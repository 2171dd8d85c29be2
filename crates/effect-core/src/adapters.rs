//! Input adapters.
//!
//! Each adapter owns the impulse(s) it writes; no two adapters write the
//! same impulse. Every adapter has its own [`Throttle`].

use crate::config::{ImpulseTuning, ThrottleTuning};
use crate::constants::{TILT_NEUTRAL_BETA, TILT_NEUTRAL_GAMMA, TILT_SPAN_DEG};
use crate::state::{EffectState, Impulse};

/// Minimum interval between accepted events.
#[derive(Clone, Debug)]
pub struct Throttle {
    min_interval_ms: f64,
    last_ms: Option<f64>,
}

impl Throttle {
    pub fn new(min_interval_ms: f64) -> Self {
        Self {
            min_interval_ms,
            last_ms: None,
        }
    }

    /// True (and the event is counted) when at least the interval has passed.
    pub fn ready(&mut self, now_ms: f64) -> bool {
        match self.last_ms {
            Some(last) if now_ms - last < self.min_interval_ms => false,
            _ => {
                self.last_ms = Some(now_ms);
                true
            }
        }
    }
}

/// Pointer moves and presses. Sole writer of [`Impulse::Click`].
#[derive(Clone, Debug)]
pub struct PointerAdapter {
    throttle: Throttle,
    click_amount: f32,
}

impl PointerAdapter {
    pub fn new(throttle_ms: f64, click_amount: f32) -> Self {
        Self {
            throttle: Throttle::new(throttle_ms),
            click_amount,
        }
    }

    pub fn on_move(&mut self, state: &mut EffectState, x: f32, y: f32, now_ms: f64) -> bool {
        if !self.throttle.ready(now_ms) {
            return false;
        }
        state.update_pointer(x, y, now_ms);
        true
    }

    // presses are never throttled; a dropped click would be noticeable
    pub fn on_down(&mut self, state: &mut EffectState, now_ms: f64) -> bool {
        state.register_impulse(Impulse::Click, self.click_amount, now_ms);
        true
    }

    pub fn on_leave(&mut self, state: &mut EffectState) {
        state.clear_pointer();
    }
}

/// Key presses. Sole writer of [`Impulse::Keyboard`].
#[derive(Clone, Debug)]
pub struct KeyboardAdapter {
    throttle: Throttle,
    amount: f32,
}

impl KeyboardAdapter {
    pub fn new(throttle_ms: f64, amount: f32) -> Self {
        Self {
            throttle: Throttle::new(throttle_ms),
            amount,
        }
    }

    /// Faster typing makes each burst larger.
    pub fn on_key(&mut self, state: &mut EffectState, now_ms: f64) -> bool {
        if !self.throttle.ready(now_ms) {
            return false;
        }
        let scale = 0.6 + 0.4 * state.keyboard_cadence.factor();
        state.register_impulse(Impulse::Keyboard, self.amount * scale, now_ms);
        true
    }
}

/// Touch input. Sole writer of [`Impulse::Tap`].
#[derive(Clone, Debug)]
pub struct TouchAdapter {
    throttle: Throttle,
    amount: f32,
}

impl TouchAdapter {
    pub fn new(throttle_ms: f64, amount: f32) -> Self {
        Self {
            throttle: Throttle::new(throttle_ms),
            amount,
        }
    }

    pub fn on_touch_start(&mut self, state: &mut EffectState, x: f32, y: f32, now_ms: f64) -> bool {
        state.register_impulse(Impulse::Tap, self.amount, now_ms);
        state.update_pointer(x, y, now_ms);
        true
    }

    pub fn on_touch_move(&mut self, state: &mut EffectState, x: f32, y: f32, now_ms: f64) -> bool {
        if !self.throttle.ready(now_ms) {
            return false;
        }
        state.update_pointer(x, y, now_ms);
        true
    }

    pub fn on_touch_end(&mut self, state: &mut EffectState) {
        state.clear_pointer();
    }
}

/// One `deviceorientation` sample; any field may be missing.
#[derive(Clone, Copy, Debug, Default, PartialEq)]
pub struct OrientationReading {
    pub alpha: Option<f64>,
    pub beta: Option<f64>,
    pub gamma: Option<f64>,
}

/// Tilt amplitudes derived from a reading.
#[derive(Clone, Copy, Debug, PartialEq)]
pub struct Tilt {
    pub vertical: f32,
    pub horizontal: f32,
}

#[inline]
fn finite_or(v: Option<f64>, neutral: f32) -> f32 {
    match v {
        Some(v) if v.is_finite() => v as f32,
        _ => neutral,
    }
}

impl OrientationReading {
    /// Map to clamped tilt amplitudes; missing or invalid angles read as the
    /// neutral pose (no tilt).
    pub fn tilt(&self) -> Tilt {
        let beta = finite_or(self.beta, TILT_NEUTRAL_BETA);
        let gamma = finite_or(self.gamma, TILT_NEUTRAL_GAMMA);
        Tilt {
            vertical: ((beta - TILT_NEUTRAL_BETA).abs() / TILT_SPAN_DEG).clamp(0.0, 1.0),
            horizontal: ((gamma - TILT_NEUTRAL_GAMMA).abs() / TILT_SPAN_DEG).clamp(0.0, 1.0),
        }
    }
}

/// Device tilt. Sole writer of [`Impulse::TiltVertical`] and
/// [`Impulse::TiltHorizontal`]; ignores readings until enabled.
#[derive(Clone, Debug)]
pub struct OrientationAdapter {
    throttle: Throttle,
    enabled: bool,
}

impl OrientationAdapter {
    pub fn new(throttle_ms: f64) -> Self {
        Self {
            throttle: Throttle::new(throttle_ms),
            enabled: false,
        }
    }

    pub fn set_enabled(&mut self, enabled: bool) {
        self.enabled = enabled;
    }

    pub fn is_enabled(&self) -> bool {
        self.enabled
    }

    pub fn on_reading(&mut self, state: &mut EffectState, reading: OrientationReading, now_ms: f64) -> bool {
        if !self.enabled || !self.throttle.ready(now_ms) {
            return false;
        }
        let tilt = reading.tilt();
        state.register_impulse(Impulse::TiltVertical, tilt.vertical, now_ms);
        state.register_impulse(Impulse::TiltHorizontal, tilt.horizontal, now_ms);
        true
    }
}

/// The full set of adapters owned by an engine.
#[derive(Clone, Debug)]
pub struct InputAdapters {
    pub pointer: PointerAdapter,
    pub keyboard: KeyboardAdapter,
    pub touch: TouchAdapter,
    pub orientation: OrientationAdapter,
}

impl InputAdapters {
    pub fn new(throttle: &ThrottleTuning, impulses: &ImpulseTuning) -> Self {
        Self {
            pointer: PointerAdapter::new(throttle.pointer_ms, impulses.click_amount),
            keyboard: KeyboardAdapter::new(throttle.keyboard_ms, impulses.keyboard_amount),
            touch: TouchAdapter::new(throttle.touch_ms, impulses.tap_amount),
            orientation: OrientationAdapter::new(throttle.orientation_ms),
        }
    }
}
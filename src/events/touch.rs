use super::{EventContext, Listeners};
use wasm_bindgen::JsCast;
use web_sys as web;

fn first_touch(ev: &web::Event) -> Option<(f32, f32)> {
    let ev = ev.dyn_ref::<web::TouchEvent>()?;
    let touch = ev.touches().get(0)?;
    Some((touch.client_x() as f32, touch.client_y() as f32))
}

pub fn wire(ctx: &EventContext, listeners: &mut Listeners) {
    let target: &web::EventTarget = ctx.window.as_ref();

    let c = ctx.clone();
    listeners.add_passive(target, "touchstart", move |ev| {
        if !c.alive() {
            return;
        }
        if let Some((x, y)) = first_touch(&ev) {
            let now = c.clock.now_ms();
            c.engine.borrow_mut().touch_started(x, y, now);
            c.frame_loop.wake();
        }
    });

    let c = ctx.clone();
    listeners.add_passive(target, "touchmove", move |ev| {
        if !c.alive() {
            return;
        }
        if let Some((x, y)) = first_touch(&ev) {
            let now = c.clock.now_ms();
            c.engine.borrow_mut().touch_moved(x, y, now);
        }
    });

    for event in ["touchend", "touchcancel"] {
        let c = ctx.clone();
        listeners.add_passive(target, event, move |_ev| {
            if c.alive() {
                c.engine.borrow_mut().touch_ended();
            }
        });
    }
}
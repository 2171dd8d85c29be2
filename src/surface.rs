//! DOM-backed geometry source and render surface.

use crate::constants::*;
use effect_core::{Effect, Geometry, GeometrySource, RenderSurface, SurfaceError, TargetId, TargetKind};
use fnv::FnvHashMap;
use std::cell::RefCell;
use std::rc::Rc;
use web_sys as web;

/// Elements backing each registered target.
#[derive(Default)]
pub struct TargetElements {
    elements: FnvHashMap<TargetId, web::HtmlElement>,
    pane_ids: Vec<TargetId>,
}

impl TargetElements {
    pub fn insert(&mut self, id: TargetId, el: web::HtmlElement) {
        self.elements.insert(id, el);
    }

    pub fn replace_panes(&mut self, panes: Vec<(TargetId, web::HtmlElement)>) {
        for id in self.pane_ids.drain(..) {
            self.elements.remove(&id);
        }
        for (id, el) in panes {
            self.pane_ids.push(id);
            self.elements.insert(id, el);
        }
    }

    pub fn get(&self, id: TargetId) -> Option<&web::HtmlElement> {
        self.elements.get(&id)
    }

    pub fn clear(&mut self) {
        self.elements.clear();
        self.pane_ids.clear();
    }
}

pub type SharedElements = Rc<RefCell<TargetElements>>;

pub fn supports_font_variations() -> bool {
    web::css::supports_with_value(FONT_VARIATION_PROPERTY, FONT_VARIATION_PROBE).unwrap_or(false)
}

pub struct DomGeometry {
    elements: SharedElements,
}

impl DomGeometry {
    pub fn new(elements: SharedElements) -> Self {
        Self { elements }
    }
}

impl GeometrySource for DomGeometry {
    fn measure(&mut self, id: TargetId, _kind: TargetKind) -> Option<Geometry> {
        let elements = self.elements.borrow();
        let el = elements.get(id)?;
        if !el.is_connected() {
            return None;
        }
        let r = el.get_bounding_client_rect();
        Some(Geometry::new(
            r.left() as f32,
            r.top() as f32,
            r.width() as f32,
            r.height() as f32,
        ))
    }
}

/// Writes glyph font variations and pane custom properties.
pub struct CssSurface {
    elements: SharedElements,
    variations: bool,
    weight_min: f32,
    weight_max: f32,
    distortion_max: f32,
}

impl CssSurface {
    pub fn new(elements: SharedElements, variations: bool, config: &effect_core::Config) -> Self {
        if !variations {
            log::warn!("[surface] no font-variation support, glyphs will use the fallback transform");
        }
        Self {
            elements,
            variations,
            weight_min: config.weight.min,
            weight_max: config.weight.max,
            distortion_max: config.distortion.max,
        }
    }

    fn element(&self, id: TargetId) -> Result<web::HtmlElement, SurfaceError> {
        match self.elements.borrow().get(id) {
            Some(el) if el.is_connected() => Ok(el.clone()),
            _ => Err(SurfaceError::Detached),
        }
    }

    fn write_pane(&self, el: &web::HtmlElement, effect: Effect) -> Result<(), SurfaceError> {
        let span = (self.weight_max - self.weight_min).max(1.0);
        let weight = ((effect.weight - self.weight_min) / span).clamp(0.0, 1.0);
        let distortion = (effect.distortion / self.distortion_max).clamp(0.0, 1.0);
        let style = el.style();
        style
            .set_property(PANE_WEIGHT_PROPERTY, &format!("{:.3}", weight))
            .and_then(|_| style.set_property(PANE_DISTORTION_PROPERTY, &format!("{:.3}", distortion)))
            .map_err(|_| SurfaceError::Detached)
    }
}

impl RenderSurface for CssSurface {
    fn write(&mut self, id: TargetId, kind: TargetKind, effect: Effect) -> Result<(), SurfaceError> {
        let el = self.element(id)?;
        match kind {
            TargetKind::Pane => self.write_pane(&el, effect),
            TargetKind::Glyph if !self.variations => Err(SurfaceError::Unsupported),
            TargetKind::Glyph => el
                .style()
                .set_property(
                    FONT_VARIATION_PROPERTY,
                    &format!("'wght' {:.1}, 'DIST' {:.1}", effect.weight, effect.distortion),
                )
                .map_err(|_| SurfaceError::Unsupported),
        }
    }

    fn write_fallback(&mut self, id: TargetId, kind: TargetKind, effect: Effect) -> Result<(), SurfaceError> {
        let el = self.element(id)?;
        if kind == TargetKind::Pane {
            return self.write_pane(&el, effect);
        }
        let weight = (effect.weight / FALLBACK_WEIGHT_STEP).round() * FALLBACK_WEIGHT_STEP;
        let skew = effect.distortion * FALLBACK_SKEW_DEG_PER_UNIT;
        let style = el.style();
        style
            .set_property("font-weight", &format!("{}", weight as i32))
            .and_then(|_| style.set_property("transform", &format!("skewX({:.2}deg)", -skew)))
            .map_err(|_| SurfaceError::Detached)
    }
}
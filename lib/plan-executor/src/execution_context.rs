use graphql_parser::query;
use serde_json::{Map, Value};
use tokio::sync::Mutex;

use crate::{
    error_collector::ErrorCollector, executors::map::SubgraphExecutorMap,
    response::graphql_error::GraphQLError, schema_metadata::SchemaMetadata,
};

/// Per-request input supplied by the caller.
#[derive(Debug, Default, Clone)]
pub struct RequestContext {
    pub variables: Option<Map<String, Value>>,
}

/// The client operation a plan was built for.
#[derive(Debug, Clone, Copy)]
pub struct OperationContext<'a> {
    pub schema_metadata: &'a SchemaMetadata,
    /// Used to shape the final response. Without it the merged tree is
    /// returned as is.
    pub document: Option<&'a query::Document<'a, String>>,
    pub operation_name: Option<&'a str>,
}

/// State shared by every node of one plan execution.
///
/// `data` and `errors` are locked only around synchronous reads and merges,
/// never while a subgraph call is in flight.
pub struct ExecutionContext<'a> {
    pub data: Mutex<Value>,
    pub errors: ErrorCollector,
    pub variables: Option<&'a Map<String, Value>>,
    pub schema_metadata: &'a SchemaMetadata,
    pub subgraph_executor_map: &'a SubgraphExecutorMap,
}

impl<'a> ExecutionContext<'a> {
    pub fn new(
        subgraph_executor_map: &'a SubgraphExecutorMap,
        request_context: &'a RequestContext,
        schema_metadata: &'a SchemaMetadata,
    ) -> Self {
        ExecutionContext {
            data: Mutex::new(Value::Object(Map::new())),
            errors: ErrorCollector::default(),
            variables: request_context.variables.as_ref(),
            schema_metadata,
            subgraph_executor_map,
        }
    }

    /// Consumes the context, returning the merged tree and collected errors.
    pub fn finish(self) -> (Value, Vec<GraphQLError>) {
        (self.data.into_inner(), self.errors.into_inner())
    }
}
====
__What to produce__. Using the listing above, show each line holding the string "match".

__Reply to the exercise__.
        match self.last_ms {
    match v {
        match self.elements.borrow().get(id) {
        match kind {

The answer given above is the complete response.